Source records below:

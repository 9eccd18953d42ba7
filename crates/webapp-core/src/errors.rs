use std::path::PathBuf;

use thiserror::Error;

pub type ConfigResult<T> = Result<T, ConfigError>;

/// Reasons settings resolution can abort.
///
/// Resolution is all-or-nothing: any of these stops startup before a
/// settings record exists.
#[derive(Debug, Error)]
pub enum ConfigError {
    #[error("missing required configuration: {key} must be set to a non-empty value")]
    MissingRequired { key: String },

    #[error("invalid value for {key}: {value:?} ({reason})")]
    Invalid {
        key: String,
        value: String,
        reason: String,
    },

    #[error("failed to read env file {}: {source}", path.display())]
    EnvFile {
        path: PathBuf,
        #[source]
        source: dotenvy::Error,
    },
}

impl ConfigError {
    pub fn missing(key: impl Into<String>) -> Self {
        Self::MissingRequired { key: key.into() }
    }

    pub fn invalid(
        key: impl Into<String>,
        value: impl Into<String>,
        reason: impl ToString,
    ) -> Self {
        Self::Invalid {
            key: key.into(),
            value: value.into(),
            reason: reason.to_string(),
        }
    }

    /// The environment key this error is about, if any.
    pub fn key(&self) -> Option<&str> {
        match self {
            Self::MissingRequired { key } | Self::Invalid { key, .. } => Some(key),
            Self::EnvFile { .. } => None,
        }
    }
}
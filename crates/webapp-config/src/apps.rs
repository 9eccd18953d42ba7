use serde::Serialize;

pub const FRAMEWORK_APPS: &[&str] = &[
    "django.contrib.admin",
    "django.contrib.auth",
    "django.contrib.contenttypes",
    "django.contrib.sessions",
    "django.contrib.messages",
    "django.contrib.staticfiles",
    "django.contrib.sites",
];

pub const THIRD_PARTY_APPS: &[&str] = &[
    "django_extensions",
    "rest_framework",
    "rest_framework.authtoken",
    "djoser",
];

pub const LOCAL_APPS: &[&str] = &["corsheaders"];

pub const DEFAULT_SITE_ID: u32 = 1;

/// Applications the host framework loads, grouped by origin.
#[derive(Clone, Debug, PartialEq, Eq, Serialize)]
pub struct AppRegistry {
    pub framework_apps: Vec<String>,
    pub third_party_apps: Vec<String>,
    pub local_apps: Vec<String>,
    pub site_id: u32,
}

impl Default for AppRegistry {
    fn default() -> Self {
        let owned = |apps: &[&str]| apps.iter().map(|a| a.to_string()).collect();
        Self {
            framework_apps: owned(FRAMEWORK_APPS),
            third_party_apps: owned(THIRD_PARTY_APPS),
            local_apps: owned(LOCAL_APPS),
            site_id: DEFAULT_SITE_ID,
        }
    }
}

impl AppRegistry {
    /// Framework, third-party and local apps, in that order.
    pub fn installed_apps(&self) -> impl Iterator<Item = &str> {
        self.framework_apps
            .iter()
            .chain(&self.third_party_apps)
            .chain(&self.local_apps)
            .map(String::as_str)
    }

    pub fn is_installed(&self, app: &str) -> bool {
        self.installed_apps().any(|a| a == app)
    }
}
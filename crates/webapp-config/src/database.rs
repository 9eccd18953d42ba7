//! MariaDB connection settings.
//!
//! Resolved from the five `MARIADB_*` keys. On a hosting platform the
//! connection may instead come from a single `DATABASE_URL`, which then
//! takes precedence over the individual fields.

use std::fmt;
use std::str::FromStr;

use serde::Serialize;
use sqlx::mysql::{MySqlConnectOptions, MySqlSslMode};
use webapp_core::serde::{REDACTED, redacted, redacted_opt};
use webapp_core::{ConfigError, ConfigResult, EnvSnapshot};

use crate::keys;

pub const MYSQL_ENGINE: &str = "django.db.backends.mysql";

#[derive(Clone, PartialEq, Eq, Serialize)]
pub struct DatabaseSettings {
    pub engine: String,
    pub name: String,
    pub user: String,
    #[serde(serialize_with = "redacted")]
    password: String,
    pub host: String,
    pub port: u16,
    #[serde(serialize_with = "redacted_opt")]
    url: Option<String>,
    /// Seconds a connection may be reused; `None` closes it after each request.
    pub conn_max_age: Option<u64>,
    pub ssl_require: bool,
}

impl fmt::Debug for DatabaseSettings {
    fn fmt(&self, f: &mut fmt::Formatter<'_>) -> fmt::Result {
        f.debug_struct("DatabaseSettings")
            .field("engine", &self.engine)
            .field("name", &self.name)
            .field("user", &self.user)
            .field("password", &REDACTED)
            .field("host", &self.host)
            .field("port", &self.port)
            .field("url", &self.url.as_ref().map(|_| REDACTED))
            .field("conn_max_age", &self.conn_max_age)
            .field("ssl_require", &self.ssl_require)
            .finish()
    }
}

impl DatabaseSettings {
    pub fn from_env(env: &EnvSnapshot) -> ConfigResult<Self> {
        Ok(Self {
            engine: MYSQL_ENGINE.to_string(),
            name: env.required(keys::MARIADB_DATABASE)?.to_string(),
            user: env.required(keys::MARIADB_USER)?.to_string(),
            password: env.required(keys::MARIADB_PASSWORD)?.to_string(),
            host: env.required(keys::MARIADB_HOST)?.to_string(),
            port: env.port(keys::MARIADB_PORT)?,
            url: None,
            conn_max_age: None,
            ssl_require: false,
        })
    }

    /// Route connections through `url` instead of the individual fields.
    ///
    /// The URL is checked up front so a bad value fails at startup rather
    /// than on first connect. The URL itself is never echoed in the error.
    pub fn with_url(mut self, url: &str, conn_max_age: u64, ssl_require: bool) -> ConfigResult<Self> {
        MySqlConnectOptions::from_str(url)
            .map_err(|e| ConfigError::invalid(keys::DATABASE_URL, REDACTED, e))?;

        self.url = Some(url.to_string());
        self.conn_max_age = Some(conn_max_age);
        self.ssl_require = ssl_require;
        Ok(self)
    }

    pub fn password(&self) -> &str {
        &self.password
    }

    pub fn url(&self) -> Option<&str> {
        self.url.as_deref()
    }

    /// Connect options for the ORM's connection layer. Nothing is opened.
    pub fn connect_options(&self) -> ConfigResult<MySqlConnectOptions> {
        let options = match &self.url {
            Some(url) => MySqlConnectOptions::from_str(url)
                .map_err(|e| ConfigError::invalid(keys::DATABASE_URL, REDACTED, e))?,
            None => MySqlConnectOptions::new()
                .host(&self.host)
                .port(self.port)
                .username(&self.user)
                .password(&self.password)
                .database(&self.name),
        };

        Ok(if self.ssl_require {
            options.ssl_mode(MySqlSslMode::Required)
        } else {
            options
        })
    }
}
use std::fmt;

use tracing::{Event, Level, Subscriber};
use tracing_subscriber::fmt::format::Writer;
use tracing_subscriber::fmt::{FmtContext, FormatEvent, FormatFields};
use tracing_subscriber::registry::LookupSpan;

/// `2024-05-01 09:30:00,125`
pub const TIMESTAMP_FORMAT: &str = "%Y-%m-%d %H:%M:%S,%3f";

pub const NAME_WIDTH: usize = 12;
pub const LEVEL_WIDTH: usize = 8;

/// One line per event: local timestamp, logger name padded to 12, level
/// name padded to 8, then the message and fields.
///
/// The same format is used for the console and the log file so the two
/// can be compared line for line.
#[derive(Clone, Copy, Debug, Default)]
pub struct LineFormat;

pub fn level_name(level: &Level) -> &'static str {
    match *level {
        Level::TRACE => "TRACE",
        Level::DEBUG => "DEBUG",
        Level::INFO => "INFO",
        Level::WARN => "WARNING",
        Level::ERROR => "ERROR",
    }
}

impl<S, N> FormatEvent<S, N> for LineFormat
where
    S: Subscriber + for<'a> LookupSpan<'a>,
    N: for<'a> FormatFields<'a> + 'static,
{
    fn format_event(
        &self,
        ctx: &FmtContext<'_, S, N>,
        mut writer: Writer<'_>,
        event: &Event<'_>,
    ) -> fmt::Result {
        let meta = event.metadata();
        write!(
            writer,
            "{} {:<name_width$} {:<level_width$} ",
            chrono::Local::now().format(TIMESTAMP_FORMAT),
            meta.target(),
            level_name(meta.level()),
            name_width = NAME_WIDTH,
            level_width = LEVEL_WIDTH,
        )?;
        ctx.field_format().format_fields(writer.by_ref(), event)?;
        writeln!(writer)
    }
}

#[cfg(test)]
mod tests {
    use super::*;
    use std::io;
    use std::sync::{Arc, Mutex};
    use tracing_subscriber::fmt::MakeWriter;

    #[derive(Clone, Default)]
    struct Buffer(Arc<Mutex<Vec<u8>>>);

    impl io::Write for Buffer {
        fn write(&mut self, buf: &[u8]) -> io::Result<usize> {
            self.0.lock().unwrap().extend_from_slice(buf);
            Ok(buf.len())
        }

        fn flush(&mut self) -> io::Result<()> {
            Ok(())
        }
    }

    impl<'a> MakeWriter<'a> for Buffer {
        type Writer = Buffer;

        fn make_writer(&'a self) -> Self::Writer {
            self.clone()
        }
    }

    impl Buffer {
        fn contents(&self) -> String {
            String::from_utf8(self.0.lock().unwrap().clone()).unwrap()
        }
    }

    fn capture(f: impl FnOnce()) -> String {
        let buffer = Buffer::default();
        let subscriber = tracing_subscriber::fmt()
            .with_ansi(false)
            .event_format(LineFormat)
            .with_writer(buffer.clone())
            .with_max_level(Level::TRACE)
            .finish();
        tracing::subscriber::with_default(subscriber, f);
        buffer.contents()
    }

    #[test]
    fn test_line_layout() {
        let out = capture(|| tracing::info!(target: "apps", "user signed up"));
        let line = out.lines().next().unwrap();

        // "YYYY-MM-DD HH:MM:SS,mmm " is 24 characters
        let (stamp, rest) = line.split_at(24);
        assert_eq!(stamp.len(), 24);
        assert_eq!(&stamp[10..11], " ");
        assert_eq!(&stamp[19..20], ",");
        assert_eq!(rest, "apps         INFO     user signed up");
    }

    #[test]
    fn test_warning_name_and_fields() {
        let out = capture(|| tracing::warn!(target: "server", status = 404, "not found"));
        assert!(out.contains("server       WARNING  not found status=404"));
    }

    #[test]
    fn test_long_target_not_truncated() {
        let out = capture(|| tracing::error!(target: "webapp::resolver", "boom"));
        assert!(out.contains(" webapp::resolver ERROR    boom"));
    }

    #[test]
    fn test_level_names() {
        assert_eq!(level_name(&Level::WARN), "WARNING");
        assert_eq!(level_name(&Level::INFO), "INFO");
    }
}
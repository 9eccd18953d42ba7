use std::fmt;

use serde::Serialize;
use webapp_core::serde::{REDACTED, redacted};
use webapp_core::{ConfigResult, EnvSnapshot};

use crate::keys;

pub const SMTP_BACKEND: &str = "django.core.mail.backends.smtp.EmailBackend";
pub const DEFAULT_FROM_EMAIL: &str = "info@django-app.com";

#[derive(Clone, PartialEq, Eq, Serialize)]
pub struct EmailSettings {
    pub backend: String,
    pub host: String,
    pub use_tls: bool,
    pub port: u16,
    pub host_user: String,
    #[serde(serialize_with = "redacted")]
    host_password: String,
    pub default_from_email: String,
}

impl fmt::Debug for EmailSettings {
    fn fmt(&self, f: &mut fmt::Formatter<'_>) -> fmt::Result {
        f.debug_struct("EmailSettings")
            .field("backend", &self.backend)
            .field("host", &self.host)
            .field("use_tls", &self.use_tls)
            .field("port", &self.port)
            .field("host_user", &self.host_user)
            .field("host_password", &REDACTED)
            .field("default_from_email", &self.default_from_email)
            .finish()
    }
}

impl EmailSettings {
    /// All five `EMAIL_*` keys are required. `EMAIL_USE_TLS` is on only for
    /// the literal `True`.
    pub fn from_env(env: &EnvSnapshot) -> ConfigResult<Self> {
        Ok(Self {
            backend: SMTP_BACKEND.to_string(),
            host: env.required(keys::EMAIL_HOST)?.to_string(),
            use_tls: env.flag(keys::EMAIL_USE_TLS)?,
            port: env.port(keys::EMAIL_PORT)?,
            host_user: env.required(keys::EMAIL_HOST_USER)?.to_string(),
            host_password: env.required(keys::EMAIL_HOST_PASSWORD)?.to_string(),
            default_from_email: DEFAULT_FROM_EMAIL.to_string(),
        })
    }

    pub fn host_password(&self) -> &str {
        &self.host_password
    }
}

End of Source records.
Source records below:

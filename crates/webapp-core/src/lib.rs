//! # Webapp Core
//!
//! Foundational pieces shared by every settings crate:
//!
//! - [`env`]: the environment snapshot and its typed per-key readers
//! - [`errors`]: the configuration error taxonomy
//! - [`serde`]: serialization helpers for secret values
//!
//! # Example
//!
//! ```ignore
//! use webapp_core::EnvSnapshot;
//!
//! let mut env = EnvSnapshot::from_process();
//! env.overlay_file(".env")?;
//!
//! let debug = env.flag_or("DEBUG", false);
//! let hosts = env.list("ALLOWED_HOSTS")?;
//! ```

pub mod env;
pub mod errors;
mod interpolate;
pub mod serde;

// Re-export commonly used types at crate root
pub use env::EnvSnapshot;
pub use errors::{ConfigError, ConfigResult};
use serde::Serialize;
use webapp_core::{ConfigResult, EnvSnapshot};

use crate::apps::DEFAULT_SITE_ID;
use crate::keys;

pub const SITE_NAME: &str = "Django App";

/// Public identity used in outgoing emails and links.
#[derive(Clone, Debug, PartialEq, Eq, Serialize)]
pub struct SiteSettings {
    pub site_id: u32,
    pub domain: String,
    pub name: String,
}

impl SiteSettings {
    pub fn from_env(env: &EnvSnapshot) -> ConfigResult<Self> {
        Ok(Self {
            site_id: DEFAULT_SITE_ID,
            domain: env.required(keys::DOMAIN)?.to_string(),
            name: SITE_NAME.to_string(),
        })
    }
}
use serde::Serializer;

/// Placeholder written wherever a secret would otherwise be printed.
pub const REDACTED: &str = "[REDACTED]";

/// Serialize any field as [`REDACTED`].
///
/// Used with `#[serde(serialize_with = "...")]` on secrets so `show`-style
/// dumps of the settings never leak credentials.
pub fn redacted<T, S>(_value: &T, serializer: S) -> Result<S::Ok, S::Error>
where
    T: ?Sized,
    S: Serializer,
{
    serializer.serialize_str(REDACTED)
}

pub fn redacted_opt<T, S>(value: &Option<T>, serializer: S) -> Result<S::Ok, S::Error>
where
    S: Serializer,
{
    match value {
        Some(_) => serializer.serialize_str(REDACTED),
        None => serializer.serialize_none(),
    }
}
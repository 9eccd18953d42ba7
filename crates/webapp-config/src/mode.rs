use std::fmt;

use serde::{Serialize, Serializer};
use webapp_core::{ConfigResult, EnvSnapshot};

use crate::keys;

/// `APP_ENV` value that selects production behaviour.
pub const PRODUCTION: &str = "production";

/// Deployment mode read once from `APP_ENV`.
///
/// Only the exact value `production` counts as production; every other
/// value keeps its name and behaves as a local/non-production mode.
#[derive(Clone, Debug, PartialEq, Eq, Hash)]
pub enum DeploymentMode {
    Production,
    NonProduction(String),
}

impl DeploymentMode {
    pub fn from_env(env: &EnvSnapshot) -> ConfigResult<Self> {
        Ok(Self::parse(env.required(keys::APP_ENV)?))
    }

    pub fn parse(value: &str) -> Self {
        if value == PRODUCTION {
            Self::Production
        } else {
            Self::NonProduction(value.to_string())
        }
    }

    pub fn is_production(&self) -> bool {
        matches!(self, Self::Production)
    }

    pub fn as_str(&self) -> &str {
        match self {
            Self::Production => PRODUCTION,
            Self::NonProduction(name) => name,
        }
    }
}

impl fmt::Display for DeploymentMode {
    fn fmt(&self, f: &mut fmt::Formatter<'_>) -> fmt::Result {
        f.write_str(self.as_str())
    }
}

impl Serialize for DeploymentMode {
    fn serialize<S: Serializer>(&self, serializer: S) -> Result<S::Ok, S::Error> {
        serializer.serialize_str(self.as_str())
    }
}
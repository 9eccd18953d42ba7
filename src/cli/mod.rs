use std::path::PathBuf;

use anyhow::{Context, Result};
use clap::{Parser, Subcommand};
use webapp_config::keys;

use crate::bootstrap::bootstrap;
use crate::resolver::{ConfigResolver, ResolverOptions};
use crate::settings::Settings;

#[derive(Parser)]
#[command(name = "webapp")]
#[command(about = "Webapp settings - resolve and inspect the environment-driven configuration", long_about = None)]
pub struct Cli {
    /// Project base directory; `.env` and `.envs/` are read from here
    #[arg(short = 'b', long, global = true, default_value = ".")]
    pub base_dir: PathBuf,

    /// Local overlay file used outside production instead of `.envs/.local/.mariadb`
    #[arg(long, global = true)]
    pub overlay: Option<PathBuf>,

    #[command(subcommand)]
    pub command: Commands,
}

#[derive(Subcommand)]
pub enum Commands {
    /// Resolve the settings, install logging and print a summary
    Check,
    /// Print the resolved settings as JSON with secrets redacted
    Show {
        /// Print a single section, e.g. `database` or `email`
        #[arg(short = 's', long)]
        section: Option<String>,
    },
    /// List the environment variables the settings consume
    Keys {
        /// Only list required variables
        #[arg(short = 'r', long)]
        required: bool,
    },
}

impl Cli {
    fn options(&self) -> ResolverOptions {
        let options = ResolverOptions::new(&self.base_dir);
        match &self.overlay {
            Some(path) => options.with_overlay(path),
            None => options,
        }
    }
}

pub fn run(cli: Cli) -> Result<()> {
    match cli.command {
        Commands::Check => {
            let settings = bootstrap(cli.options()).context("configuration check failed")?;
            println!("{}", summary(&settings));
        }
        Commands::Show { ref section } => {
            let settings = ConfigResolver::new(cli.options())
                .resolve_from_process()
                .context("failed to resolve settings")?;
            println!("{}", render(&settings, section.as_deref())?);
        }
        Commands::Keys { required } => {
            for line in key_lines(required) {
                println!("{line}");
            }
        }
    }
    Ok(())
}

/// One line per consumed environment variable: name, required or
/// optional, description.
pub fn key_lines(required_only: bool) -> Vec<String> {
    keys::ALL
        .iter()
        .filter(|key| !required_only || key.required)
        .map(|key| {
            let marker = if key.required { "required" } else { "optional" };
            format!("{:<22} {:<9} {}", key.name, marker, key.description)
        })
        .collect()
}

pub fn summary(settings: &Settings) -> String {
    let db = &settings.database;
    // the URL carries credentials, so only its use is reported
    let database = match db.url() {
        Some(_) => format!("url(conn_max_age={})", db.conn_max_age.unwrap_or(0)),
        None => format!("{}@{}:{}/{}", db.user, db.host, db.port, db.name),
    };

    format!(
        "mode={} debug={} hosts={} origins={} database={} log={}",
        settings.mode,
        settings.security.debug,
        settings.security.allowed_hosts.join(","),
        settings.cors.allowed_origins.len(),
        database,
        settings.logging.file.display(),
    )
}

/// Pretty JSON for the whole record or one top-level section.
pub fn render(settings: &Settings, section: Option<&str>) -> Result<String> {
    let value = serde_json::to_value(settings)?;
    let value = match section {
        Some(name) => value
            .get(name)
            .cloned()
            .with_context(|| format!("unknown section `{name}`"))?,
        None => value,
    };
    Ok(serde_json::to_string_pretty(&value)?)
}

End of Source records.

→ Exercise directions: Go through the entries and return each line where the word "LookupSpan" appears.

→ Task answer:
use tracing_subscriber::registry::LookupSpan;
    S: Subscriber + for<'a> LookupSpan<'a>,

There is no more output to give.